Podem existir temores de excessos, mais uma vez. Porque extravagantes são eles. Claro que sempre tiveram os seus discos repletos de convidados, que são uma parte tão central como qualquer outra, mas desde a mixórdia mais desconexa de “Humanz” que pode temer-se mais um trabalho em que esses excessos engulam tudo e mal detectemos os Gorillaz no meio dos escombros. “The Mountain”, no entanto, parece tentar corrigir esse erro. Como se quisessem refazer essa experiência, mas agora com mais atenção ao que está no plano principal e ao que é secundário. E mais canções memoráveis. Que é o forte de Damon Albarn e que acaba por ser a verdadeira alma da música dos Gorillaz: saímos daqui com melodias impressionantes bem agarradas à cabeça, com “The Happy Dictator”, na companhia dos veteranos Sparks, ou “Orange County” a serem os exemplos mais evidentes e garantidos, mas não únicos.
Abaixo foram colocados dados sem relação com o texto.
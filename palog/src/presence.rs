//! Presence reconciliation.
//!
//! Turns the noisy per-tick player list into confirmed join/leave events. A
//! change must be seen on [`CONFIRMATION_THRESHOLD`] consecutive ticks before it
//! is confirmed, and players whose name changed are matched across ticks by
//! uid and steam id. A confirmed player seen under a new name for as many ticks
//! is renamed in place.

use std::collections::{BTreeMap, BTreeSet};

use palog_rcon::Player;
use tracing::info;

use crate::snapshot::{Snapshot, SnapshotHistory, steam_key, uid_key};

/// Consecutive ticks a join or leave must be observed before it is confirmed.
pub const CONFIRMATION_THRESHOLD: u32 = 3;

/// Pending count at which a simultaneous join and leave is treated as the
/// client-side nickname bug.
const NICKNAME_BUG_COUNT: u32 = 2;

#[derive(Debug, Clone, PartialEq)]
pub enum PresenceEvent {
    /// Join confirmed. `online` is the roster size after adding the player.
    Joined { player: Player, online: usize },
    /// Leave confirmed. `online` is the roster size after removing the player.
    Left { player: Player, online: usize },
    /// A confirmed player now goes by another name, or a leaving player was
    /// silently replaced by a newcomer.
    Renamed { from: String, to: Player },
}

/// Confirmed online players plus the pending evidence for changes.
#[derive(Debug, Default)]
pub struct PresenceEngine {
    roster: BTreeMap<String, Player>,
    appearances: BTreeMap<String, u32>,
    disappearances: BTreeMap<String, u32>,
    renames: BTreeMap<String, u32>,
    history: SnapshotHistory,
    seeded: bool,
}

impl PresenceEngine {
    pub fn new() -> Self {
        Self::default()
    }

    /// Confirmed online players, by name.
    pub fn roster(&self) -> &BTreeMap<String, Player> {
        &self.roster
    }

    pub fn online_names(&self) -> Vec<&str> {
        self.roster.keys().map(String::as_str).collect()
    }

    pub fn is_seeded(&self) -> bool {
        self.seeded
    }

    pub fn appearances(&self, name: &str) -> u32 {
        self.appearances.get(name).copied().unwrap_or(0)
    }

    pub fn disappearances(&self, name: &str) -> u32 {
        self.disappearances.get(name).copied().unwrap_or(0)
    }

    /// Ticks `name` has been seen as the new name of a confirmed player.
    pub fn pending_rename(&self, name: &str) -> u32 {
        self.renames.get(name).copied().unwrap_or(0)
    }

    pub fn history(&self) -> &SnapshotHistory {
        &self.history
    }

    /// Feed one tick's player list and return the confirmed events.
    ///
    /// The first call only seeds the roster and never returns events.
    pub fn observe(&mut self, players: &[Player]) -> Vec<PresenceEvent> {
        let current = Snapshot::new(players);

        if !self.seeded {
            self.roster = current.by_name.clone();
            self.history.push(current);
            self.seeded = true;
            info!(online = self.roster.len(), "roster seeded");
            return Vec::new();
        }

        let previous = self.history.current().cloned().unwrap_or_default();

        let mut events = Vec::new();
        let mut seen = Seen::default();

        self.detect_joins(&current, &previous, &mut seen, &mut events);
        self.detect_leaves(&current, &mut seen.disappeared, &mut events);

        // A gap of one tick restarts the count.
        self.appearances.retain(|name, _| seen.appeared.contains(name));
        self.disappearances.retain(|name, _| seen.disappeared.contains(name));
        self.renames.retain(|name, _| seen.renamed.contains(name));

        self.history.push(current);
        events
    }

    fn detect_joins(
        &mut self,
        current: &Snapshot,
        previous: &Snapshot,
        seen: &mut Seen,
        events: &mut Vec<PresenceEvent>,
    ) {
        for (name, player) in &current.by_name {
            if self.roster.contains_key(name) {
                continue;
            }

            // Same person under a new name: the previous tick still knows them
            // by their old one.
            let identity = previous.resolve_name(player).to_string();

            if self.appearances(name) == NICKNAME_BUG_COUNT {
                if let Some(replaced) = self.pending_leave_at(NICKNAME_BUG_COUNT) {
                    info!(from = %replaced, to = %player.name, "nickname changed");
                    self.appearances.remove(name);
                    self.appearances.remove(&identity);
                    self.disappearances.remove(&replaced);
                    self.roster.remove(&replaced);
                    self.roster.insert(player.name.clone(), player.clone());
                    events.push(PresenceEvent::Renamed {
                        from: replaced,
                        to: player.clone(),
                    });
                    continue;
                }
            }

            if let Some(known) = self.known_as(player, &identity) {
                // Both names listed at once: wait for the old one to go.
                if !current.contains_name(&known) {
                    self.count_rename(known, player, seen, events);
                }
                continue;
            }

            self.disappearances.remove(&identity);
            let count = self.appearances.entry(identity.clone()).or_insert(0);
            *count += 1;
            let count = *count;
            seen.appeared.insert(identity.clone());
            info!(player = %identity, count, "player appearance");

            if count >= CONFIRMATION_THRESHOLD {
                self.appearances.remove(&identity);
                self.roster.insert(player.name.clone(), player.clone());
                info!(player = %player.name, uid = %player.player_uid, "player joined");
                events.push(PresenceEvent::Joined {
                    player: player.clone(),
                    online: self.roster.len(),
                });
            }
        }
    }

    fn detect_leaves(
        &mut self,
        current: &Snapshot,
        disappeared: &mut BTreeSet<String>,
        events: &mut Vec<PresenceEvent>,
    ) {
        let roster: Vec<(String, Player)> = self
            .roster
            .iter()
            .map(|(name, player)| (name.clone(), player.clone()))
            .collect();

        for (name, player) in roster {
            if current.contains_name(&player.name) {
                continue;
            }

            // Still online if the current tick knows them under another name.
            let identity = current.resolve_name(&player).to_string();
            if current.contains_name(&identity) {
                continue;
            }

            self.appearances.remove(&identity);
            let count = self.disappearances.entry(identity.clone()).or_insert(0);
            *count += 1;
            let count = *count;
            disappeared.insert(identity.clone());
            info!(player = %identity, count, "player disappearance");

            if count >= CONFIRMATION_THRESHOLD {
                self.disappearances.remove(&identity);
                self.roster.remove(&name);
                info!(player = %name, uid = %player.player_uid, "player left");
                events.push(PresenceEvent::Left {
                    player,
                    online: self.roster.len(),
                });
            }
        }
    }

    fn count_rename(
        &mut self,
        known: String,
        player: &Player,
        seen: &mut Seen,
        events: &mut Vec<PresenceEvent>,
    ) {
        let count = self.renames.entry(player.name.clone()).or_insert(0);
        *count += 1;
        let count = *count;
        seen.renamed.insert(player.name.clone());
        info!(from = %known, to = %player.name, count, "player rename");

        if count >= CONFIRMATION_THRESHOLD {
            self.renames.remove(&player.name);
            self.roster.remove(&known);
            self.roster.insert(player.name.clone(), player.clone());
            info!(from = %known, to = %player.name, "player renamed");
            events.push(PresenceEvent::Renamed {
                from: known,
                to: player.clone(),
            });
        }
    }

    /// First pending leave (by name) whose count is exactly `count`.
    fn pending_leave_at(&self, count: u32) -> Option<String> {
        self.disappearances
            .iter()
            .find(|(_, c)| **c == count)
            .map(|(name, _)| name.clone())
    }

    /// Roster name of the confirmed player this one already is, if any.
    ///
    /// Matches the resolved identity first, then a confirmed player carrying the
    /// same uid or steam id.
    fn known_as(&self, player: &Player, identity: &str) -> Option<String> {
        if self.roster.contains_key(identity) {
            return Some(identity.to_string());
        }

        let uid = uid_key(player);
        let steam_id = steam_key(player);
        if uid.is_none() && steam_id.is_none() {
            return None;
        }
        self.roster
            .iter()
            .find(|(_, known)| {
                (uid.is_some() && uid_key(known) == uid)
                    || (steam_id.is_some() && steam_key(known) == steam_id)
            })
            .map(|(name, _)| name.clone())
    }
}

/// Keys whose counters moved during the current tick.
#[derive(Default)]
struct Seen {
    appeared: BTreeSet<String>,
    disappeared: BTreeSet<String>,
    renamed: BTreeSet<String>,
}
A nível conceptual, Albarn volta a servir-se da perda e do luto para uma experiência espiritual, que não soe a qualquer uma das outras que já o tenha inspirado anteriormente. Com uma viagem espiritual e geográfica pelo mundo fora (pelo Médio Oriente, muito pela Índia, onde esteve realmente quando preparava este disco, com um escape latino como o de “The Manifesto” e com a ousadia de chamar os IDLES para acompanhar numa excursão meio reggae que é “The God of Lying”). Com Anoushka Shankar, convidada mais omnipresente no disco, a brilhar na sitar e a legitimizar a atmosfera, para que também não soe àquele disco pretensioso de world music que muito artista tem que fazer de vez em quando. Toda a instrumentalização a conviver com o synthpop que já tem sido a sua marca ultimamente e o hip hop ao qual deram outro brilho desde que colocaram malta de outras ondas a cantar a “Clint Eastwood”. Claro que, na sua longa duração, terá alguns pontos em que a atenção se dispersará um pouco mais mas, no geral, “The Mountain” pode ser o melhor disco dos Gorillaz em algum tempo. Já não é a surpresa, revelação e inovação do auto-intitulado de estreia, a redefinição tanto da música popular como da música alternativa como foi o magnum opusDemon Days”, nem a introdução a outro nível fantasioso e misterioso como foi “Plastic Beach”. Trifecta intocável. O seu parente mais próximo será mesmo o “Cracker Island” mas a aperfeiçoar algumas ideias, sem se conter nas ambições. E quem diria que seria a tal banda virtual a lançar um disco tão humano hoje em dia.